2018: 2018 was a year to revisit previous sections in the SW quadrant, not quite completely restored by the BCRF in 2016-2017 or by earlier restoration projects on the cemetery. This year an initial foray into the eastern grassy sections also revealed that beneath decades of detritus, one stone after another, row upon row, could be reclaimed for the historic record by gently engaging mechanized equipment. Over 400 stones were reset on Bagnowka Jewish Cemetery this year.
2019: Over 400 stones were reset on Bagnowka Jewish Cemetery in Bialystok, Poland, with work undertaken in 25 of the 98 sections that hold burials.
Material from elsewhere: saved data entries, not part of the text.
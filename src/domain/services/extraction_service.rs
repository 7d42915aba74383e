// Copyright (c) 2025 Kirky.X
//
// Licensed under the MIT License
// See LICENSE file in the project root for full license information.

use crate::domain::models::Unit;
use crate::domain::services::llm_service::LLMServiceTrait;
use crate::utils::errors::ExtractionError;
use once_cell::sync::Lazy;
use regex::Regex;
use scraper::Html;
use serde_json::Value;
use std::sync::Arc;
use tracing::{debug, info, instrument, warn};

/// 提示词中HTML摘录的默认字符上限
pub const DEFAULT_MAX_PROMPT_CHARS: usize = 8000;

/// 截断标记
pub const TRUNCATION_MARKER: &str = "...";

/// 不参与文本提取的元素
const SKIPPED_ELEMENTS: [&str; 6] = ["script", "style", "meta", "link", "noscript", "template"];

// First '[' to last ']' across newlines
static BRACKETED: Lazy<Regex> = Lazy::new(|| Regex::new(r"(?s)\[.*\]").unwrap());

/// 把HTML压缩成适合放入提示词的纯文本
///
/// 去掉脚本、样式等非内容元素，文本节点以单个空格连接，
/// 超过 `max_chars` 个字符时硬截断并追加 `...`。
pub fn preprocess_html(html: &str, max_chars: usize) -> String {
    let document = Html::parse_document(html);
    let mut words: Vec<&str> = Vec::new();

    for node in document.root_element().descendants() {
        let Some(text) = node.value().as_text() else {
            continue;
        };
        let skipped = node.ancestors().any(|ancestor| {
            ancestor
                .value()
                .as_element()
                .is_some_and(|e| SKIPPED_ELEMENTS.contains(&e.name()))
        });
        if !skipped {
            words.extend(text.split_whitespace());
        }
    }

    truncate_chars(&words.join(" "), max_chars)
}

fn truncate_chars(text: &str, max_chars: usize) -> String {
    match text.char_indices().nth(max_chars) {
        Some((cut, _)) => format!("{}{}", &text[..cut], TRUNCATION_MARKER),
        None => text.to_string(),
    }
}

/// 构建提取提示词，HTML摘录原样附在末尾
pub fn build_prompt(url: &str, excerpt: &str) -> String {
    format!(
        r#"You extract self-storage unit listings from web page text.

Task: find every storage unit size and its price in the page content below.

Sizes can appear as "5x5", "10x20", "5' x 5'", "10 ft x 15 ft", "50 sq ft" or "25 square feet".
Prices can appear as "$100", "$99/month", "€75", "£50 per month" or "$12.50 weekly".

Respond with ONLY a JSON array and nothing else, no prose and no markdown:
[
  {{"size": "5x5", "price": "$100/month"}},
  {{"size": "10x10", "price": "$150/month"}}
]

Rules:
- Write every size in the compact "AxB" form, e.g. "5x5" instead of "5' x 5'".
- Keep the pricing period when the page states one, e.g. "/month" or "/week".
- List each unit once; drop repeated entries.
- If the page lists no units, respond with [].

Page content from {url}:
{excerpt}
"#
    )
}

/// 模型输出数组中的一个元素
#[derive(Debug, Clone, PartialEq)]
enum Candidate {
    Unit {
        size: String,
        price: String,
        raw_size: Option<String>,
        raw_price: Option<String>,
    },
    Skip(&'static str),
}

impl Candidate {
    fn classify(value: &Value) -> Self {
        let Value::Object(map) = value else {
            return Candidate::Skip("element is not an object");
        };
        let (Some(size), Some(price)) = (map.get("size"), map.get("price")) else {
            return Candidate::Skip("missing size or price");
        };

        let size = coerce(size);
        let price = coerce(price);
        if size.is_empty() || price.is_empty() {
            return Candidate::Skip("empty size or price");
        }

        let raw = |key: &str| map.get(key).filter(|v| !v.is_null()).map(coerce);
        Candidate::Unit {
            raw_size: raw("raw_size"),
            raw_price: raw("raw_price"),
            size,
            price,
        }
    }
}

fn coerce(value: &Value) -> String {
    match value {
        Value::String(s) => s.trim().to_string(),
        Value::Null => String::new(),
        other => other.to_string().trim().to_string(),
    }
}

fn json_type(value: &Value) -> &'static str {
    match value {
        Value::Null => "null",
        Value::Bool(_) => "boolean",
        Value::Number(_) => "number",
        Value::String(_) => "string",
        Value::Array(_) => "array",
        Value::Object(_) => "object",
    }
}

/// 把模型的自由文本输出解析为仓储单元
///
/// # 错误
/// * 找不到可解析的JSON时返回 `ExtractionError::Parse`
/// * 顶层不是数组时返回 `ExtractionError::UnexpectedShape`
pub fn parse_model_response(raw: &str, url: &str) -> Result<Vec<Unit>, ExtractionError> {
    let payload = BRACKETED
        .find(raw)
        .map(|m| m.as_str())
        .unwrap_or_else(|| raw.trim());

    let value: Value =
        serde_json::from_str(payload).map_err(|e| ExtractionError::Parse(e.to_string()))?;

    let Value::Array(items) = value else {
        return Err(ExtractionError::UnexpectedShape(format!(
            "expected a JSON array, got {}",
            json_type(&value)
        )));
    };

    let mut units = Vec::with_capacity(items.len());
    for item in &items {
        match Candidate::classify(item) {
            Candidate::Unit {
                size,
                price,
                raw_size,
                raw_price,
            } => {
                if let Some(unit) = Unit::new(url, size, price, raw_size, raw_price) {
                    units.push(unit);
                }
            }
            Candidate::Skip(reason) => warn!(%reason, "Invalid unit data: {}", item),
        }
    }

    Ok(units)
}

/// 提取服务
///
/// 负责把渲染后的HTML交给LLM并解析出仓储单元
pub struct ExtractionService {
    llm: Arc<dyn LLMServiceTrait>,
    max_prompt_chars: usize,
}

impl ExtractionService {
    pub fn new(llm: Arc<dyn LLMServiceTrait>) -> Self {
        Self {
            llm,
            max_prompt_chars: DEFAULT_MAX_PROMPT_CHARS,
        }
    }

    pub fn with_max_prompt_chars(mut self, max_prompt_chars: usize) -> Self {
        self.max_prompt_chars = max_prompt_chars;
        self
    }

    /// 提取数据
    #[instrument(skip(self, html), fields(url = %url))]
    pub async fn extract(&self, html: &str, url: &str) -> Result<Vec<Unit>, ExtractionError> {
        let excerpt = preprocess_html(html, self.max_prompt_chars);
        let prompt = build_prompt(url, &excerpt);
        debug!(chars = excerpt.chars().count(), "Built extraction prompt");

        let response = self.llm.generate(&prompt).await?;

        let units = parse_model_response(&response, url).inspect_err(|e| {
            warn!("Failed to parse model response: {}", e);
            debug!("Raw response: {}", response);
        })?;

        info!("Extracted {} units from {}", units.len(), url);
        Ok(units)
    }
}
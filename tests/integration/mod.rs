// Copyright (c) 2025 Kirky.X
//
// Licensed under the MIT License
// See LICENSE file in the project root for full license information.

pub mod browser_engine_test;
pub mod ollama_service_test;
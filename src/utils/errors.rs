// Copyright (c) 2025 Kirky.X
//
// Licensed under the MIT License
// See LICENSE file in the project root for full license information.

use thiserror::Error;

/// 提取层错误类型
///
/// 提取错误不会导致页面失败，编排器会把它吸收为空的单元列表。
#[derive(Error, Debug, Clone, PartialEq, Eq)]
pub enum ExtractionError {
    /// 生成端点不可达或返回非成功状态
    #[error("生成端点请求失败: {0}")]
    Transport(String),

    /// 生成端点超时
    #[error("生成端点请求超时（{0}秒）")]
    Timeout(u64),

    /// 模型输出不是可恢复的JSON
    #[error("模型输出解析失败: {0}")]
    Parse(String),

    /// 模型输出形状不符合预期
    #[error("模型输出形状不符: {0}")]
    UnexpectedShape(String),
}

impl ExtractionError {
    /// 是否属于传输层错误（端点不可达、非200或超时）
    pub fn is_transport(&self) -> bool {
        matches!(self, ExtractionError::Transport(_) | ExtractionError::Timeout(_))
    }

    /// 是否属于解析层错误
    pub fn is_parse(&self) -> bool {
        matches!(
            self,
            ExtractionError::Parse(_) | ExtractionError::UnexpectedShape(_)
        )
    }
}

impl From<reqwest::Error> for ExtractionError {
    fn from(e: reqwest::Error) -> Self {
        ExtractionError::Transport(e.to_string())
    }
}
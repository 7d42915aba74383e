// Copyright (c) 2025 Kirky.X
//
// Licensed under the MIT License
// See LICENSE file in the project root for full license information.

use std::path::Path;
use tracing_appender::non_blocking::{NonBlocking, WorkerGuard};
use tracing_appender::rolling;
use tracing_subscriber::{fmt, layer::SubscriberExt, util::SubscriberInitExt, EnvFilter, Layer};

/// 默认日志过滤规则
pub const DEFAULT_FILTER: &str = "info,storage_scraper=debug";
/// 日志文件过滤规则，与控制台级别无关
pub const FILE_FILTER: &str = "info,storage_scraper=debug";
/// 日志文件名（按天滚动，实际文件带日期后缀）
pub const LOG_FILE_NAME: &str = "storage_scraper.log";

/// 根据 verbose 标志选择日志过滤规则，`RUST_LOG` 优先
pub fn default_filter(verbose: bool) -> &'static str {
    if verbose {
        "debug"
    } else {
        DEFAULT_FILTER
    }
}

/// 创建按天滚动的非阻塞日志文件写入器
///
/// 返回的 `WorkerGuard` 被丢弃时会刷新剩余日志
pub fn file_writer(log_dir: impl AsRef<Path>) -> (NonBlocking, WorkerGuard) {
    tracing_appender::non_blocking(rolling::daily(log_dir, LOG_FILE_NAME))
}

/// 初始化日志
///
/// 控制台层遵循 `RUST_LOG` 或 verbose 标志，文件层始终记录 debug 级别的本 crate 日志。
///
/// # 参数
///
/// * `verbose` - 是否输出 debug 日志到控制台
/// * `log_dir` - 日志文件目录
///
/// # 返回值
///
/// 文件写入器的 guard，调用方需持有到进程结束
pub fn init_telemetry(verbose: bool, log_dir: impl AsRef<Path>) -> WorkerGuard {
    let (writer, guard) = file_writer(log_dir);

    let console_filter = EnvFilter::try_from_default_env()
        .unwrap_or_else(|_| default_filter(verbose).into());

    let file_layer = fmt::layer()
        .with_writer(writer)
        .with_ansi(false)
        .with_target(true)
        .with_filter(EnvFilter::new(FILE_FILTER));

    tracing_subscriber::registry()
        .with(fmt::layer().with_target(false).with_filter(console_filter))
        .with(file_layer)
        .init();

    guard
}
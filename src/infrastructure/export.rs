// Copyright (c) 2025 Kirky.X
//
// Licensed under the MIT License
// See LICENSE file in the project root for full license information.

use crate::domain::models::PageResult;
use std::fs::File;
use std::io::{self, BufWriter, Write};
use std::path::Path;
use tracing::info;

const CSV_HEADER: [&str; 5] = ["url", "size", "price", "raw_size", "raw_price"];

/// 输出格式
#[derive(Debug, Clone, Copy, PartialEq, Eq, Default, clap::ValueEnum)]
pub enum ExportFormat {
    /// 每个单元一行
    #[default]
    Csv,
    /// 完整的页面结果数组
    Json,
}

/// 按指定格式写出结果
pub fn export(results: &[PageResult], path: &Path, format: ExportFormat) -> io::Result<()> {
    match format {
        ExportFormat::Csv => export_to_csv(results, path),
        ExportFormat::Json => export_to_json(results, path),
    }
}

/// 导出为CSV
///
/// 只写出成功页面的单元；没有任何单元时仍写出表头。
///
/// # 参数
///
/// * `results` - 页面结果列表
/// * `path` - 输出文件路径
pub fn export_to_csv(results: &[PageResult], path: &Path) -> io::Result<()> {
    let mut writer = BufWriter::new(File::create(path)?);
    let rows = write_units_csv(&mut writer, results)?;
    writer.flush()?;

    info!("Exported {} units to {}", rows, path.display());
    Ok(())
}

/// 把单元以CSV写入任意 writer，返回写出的数据行数
pub fn write_units_csv<W: Write>(mut w: W, results: &[PageResult]) -> io::Result<usize> {
    let header: Vec<String> = CSV_HEADER.iter().map(|s| s.to_string()).collect();
    write_row(&mut w, &header, ',')?;

    let mut rows = 0;
    for unit in results.iter().filter(|r| r.success).flat_map(|r| &r.units) {
        let row = [
            unit.source_url.clone(),
            unit.size.clone(),
            unit.price.clone(),
            unit.raw_size.clone().unwrap_or_default(),
            unit.raw_price.clone().unwrap_or_default(),
        ];
        write_row(&mut w, &row, ',')?;
        rows += 1;
    }
    Ok(rows)
}

/// 导出为格式化JSON数组
pub fn export_to_json(results: &[PageResult], path: &Path) -> io::Result<()> {
    let mut writer = BufWriter::new(File::create(path)?);
    serde_json::to_writer_pretty(&mut writer, results)?;
    writer.write_all(b"\n")?;
    writer.flush()?;

    info!("Exported {} page results to {}", results.len(), path.display());
    Ok(())
}

fn needs_quotes(field: &str, sep: char) -> bool {
    field.contains(sep) || field.contains('"') || field.contains('\n') || field.contains('\r')
}

fn write_row<W: Write>(mut w: W, row: &[String], sep: char) -> io::Result<()> {
    for (i, cell) in row.iter().enumerate() {
        if i > 0 {
            write!(w, "{}", sep)?;
        }
        if needs_quotes(cell, sep) {
            write!(w, "\"{}\"", cell.replace('"', "\"\""))?;
        } else {
            write!(w, "{}", cell)?;
        }
    }
    writeln!(w)
}
// Copyright (c) 2025 Kirky.X
//
// Licensed under the MIT License
// See LICENSE file in the project root for full license information.

/// 基础设施层模块
///
/// 负责与外部系统的交互：
/// - 导出（export）：把页面结果写入 CSV 或 JSON 文件
pub mod export;
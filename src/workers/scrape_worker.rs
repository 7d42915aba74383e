// Copyright 2025 Kirky.X
//
// Licensed under the Apache License, Version 2.0 (the "License");
// you may not use this file except in compliance with the License.
// You may obtain a copy of the License at
//
//     http://www.apache.org/licenses/LICENSE-2.0
//
// Unless required by applicable law or agreed to in writing, software
// distributed under the License is distributed on an "AS IS" BASIS,
// WITHOUT WARRANTIES OR CONDITIONS OF ANY KIND, either express or implied.
// See the License for the specific language governing permissions and
// limitations under the License.

use std::collections::HashMap;
use std::sync::Arc;
use std::time::Duration;
use tokio::time::sleep;
use tracing::{error, info, instrument, warn};

use crate::domain::models::PageResult;
use crate::domain::services::extraction_service::ExtractionService;
use crate::engines::traits::{EngineError, FetchRequest, FetchedPage, PageFetcher};
use crate::utils::retry_policy::RetryPolicy;

/// 抓取工作器配置
#[derive(Debug, Clone)]
pub struct WorkerConfig {
    /// 导航时使用的 User-Agent
    pub user_agent: String,
    /// 额外请求头
    pub headers: HashMap<String, String>,
    /// 单次抓取超时
    pub timeout: Duration,
    /// 抓取失败时的重试策略
    pub retry_policy: RetryPolicy,
}

impl WorkerConfig {
    fn request_for(&self, url: &str) -> FetchRequest {
        FetchRequest {
            headers: self.headers.clone(),
            ..FetchRequest::new(url, self.user_agent.clone(), self.timeout)
        }
    }
}

/// 抓取工作器
///
/// 执行单个URL的完整流程：抓取 → 提取 → 页面结果。
/// 抓取失败直接生成失败结果，不会调用提取。
pub struct ScrapeWorker {
    fetcher: Arc<dyn PageFetcher>,
    extractor: Arc<ExtractionService>,
    config: WorkerConfig,
}

impl ScrapeWorker {
    /// 创建新的抓取工作器实例
    pub fn new(
        fetcher: Arc<dyn PageFetcher>,
        extractor: Arc<ExtractionService>,
        config: WorkerConfig,
    ) -> Self {
        Self {
            fetcher,
            extractor,
            config,
        }
    }

    /// 处理单个URL
    #[instrument(skip(self), fields(engine = self.fetcher.name()))]
    pub async fn process(&self, url: &str) -> PageResult {
        info!("Scraping {}", url);

        let page = match self.fetch_with_retry(url).await {
            Ok(page) => page,
            Err(e) => {
                error!("{}: {}", url, e);
                return PageResult::failure(url, e);
            }
        };
        info!(
            status = page.status_code,
            elapsed_ms = page.response_time_ms,
            "Page loaded"
        );

        match self.extractor.extract(&page.content, url).await {
            Ok(units) if units.is_empty() => {
                warn!("No storage units found at {}", url);
                PageResult::success(url, units)
            }
            Ok(units) => {
                info!("Found {} storage units at {}", units.len(), url);
                PageResult::success(url, units)
            }
            Err(e) if e.is_parse() => {
                warn!("Model output for {} was unusable: {}", url, e);
                PageResult::extraction_failed(url, e)
            }
            Err(e) => {
                warn!(transport = e.is_transport(), "Extraction failed for {}: {}", url, e);
                PageResult::extraction_failed(url, e)
            }
        }
    }

    async fn fetch_with_retry(&self, url: &str) -> Result<FetchedPage, EngineError> {
        let request = self.config.request_for(url);
        let policy = &self.config.retry_policy;
        let mut attempt = 0;

        loop {
            match self.fetcher.fetch(&request).await {
                Ok(page) => return Ok(page),
                Err(e) if policy.should_retry_with_error(attempt, &e) => {
                    attempt += 1;
                    let backoff = policy.calculate_backoff(attempt);
                    warn!(attempt, ?backoff, "Fetch failed, retrying: {}", e);
                    sleep(backoff).await;
                }
                Err(e) => return Err(e),
            }
        }
    }
}
// Copyright (c) 2025 Kirky.X
//
// Licensed under the MIT License
// See LICENSE file in the project root for full license information.

/// 领域层模块
///
/// 该模块包含系统的核心业务逻辑，包括：
/// - 领域模型（models）：仓储单元与页面结果
/// - 服务（services）：HTML预处理、提示词构建、LLM调用与响应解析
///
/// 领域层不依赖浏览器或编排实现。
pub mod models;
pub mod services;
In some sections, just a few stones needed tending; other sections were virtually untouched since suffering devastation during and post-World War II. Of the 400 stones reset, 280 held new vital details now returned to the historical record.Report: Białystok Jewish Cemetery Restoration Project, 2019 – Jewish Heritage Europe (jewish-heritage-europe.eu)
2020-2021: The COVID-19 Pandemic necessitated the rescheduling of restoration work until 2022.
2022: The ongoing COVID-19 pandemic along with the war in Ukraine prompted the board of the Białystok Cemetery Restoration Project to reconfigure its Summer 2022 restoration plans for Bagnowka Jewish Cemetery in Białystok, Poland. This was the first field session of the BCRP since before the pandemic. Typically, the BCRP would be joined by a contingent of American, German, Israeli, and Białystok volunteers. This year’s efforts, however, focused on meeting with local conservators and trades people to assess and coordinate the restoration and repair of a variety of cemetery structures, initiating the first formal restoration workshop for local volunteers, and conducting a test of a mound on an unused area of Bagnowka Cemetery.
According to local lore and history, in the 1960s, the Communist Party Headquarters was built just opposite the Rabbinic Cemetery at the center of Bialystok. Debris from this construction as well as debris from the ruined structures of surrounding streets was dumped on the Rabbinic Cemetery, creating an artificial mound which was transformed into the current Central Park.
Amidst this construction, for some reason, a portion of the Rabbinic Cemetery had first been cleared. Matzevoth and human remains were loaded into wagons and transferred to the edge of town to be dumped on the unused land of Bagnowka. In the 1970s – early 1980s, housing was also built on this unused land, the peculiar U-shaped street, leading to these homes, held within its curve the mound with an adjoining plain. The BCRF was granted permission by the Chief Rabbi of Poland and the City of Bialystok to extract the matzevoth from this mound. The mound held 122 boulder-style matzevot and one granite stele, ranging in date from 1809 to 1852.
At the conclusion of this season’s work, nearly 70 tombstones had been reset on Bagnowka, bringing the total since 2016 (excluding non-work 2020-2021 during the pandemic) to 1478; 123 stones had been rescued from the mound; and more than a dozen meetings with conservators and local tradespeople had been held, regarding design concepts for five projects underway, including pending fencing and gate estimates, as well as City of Bialystok commitments.
2023: Plans for Summercamp 2023 are underway, scheduled for August 3-15, 2023.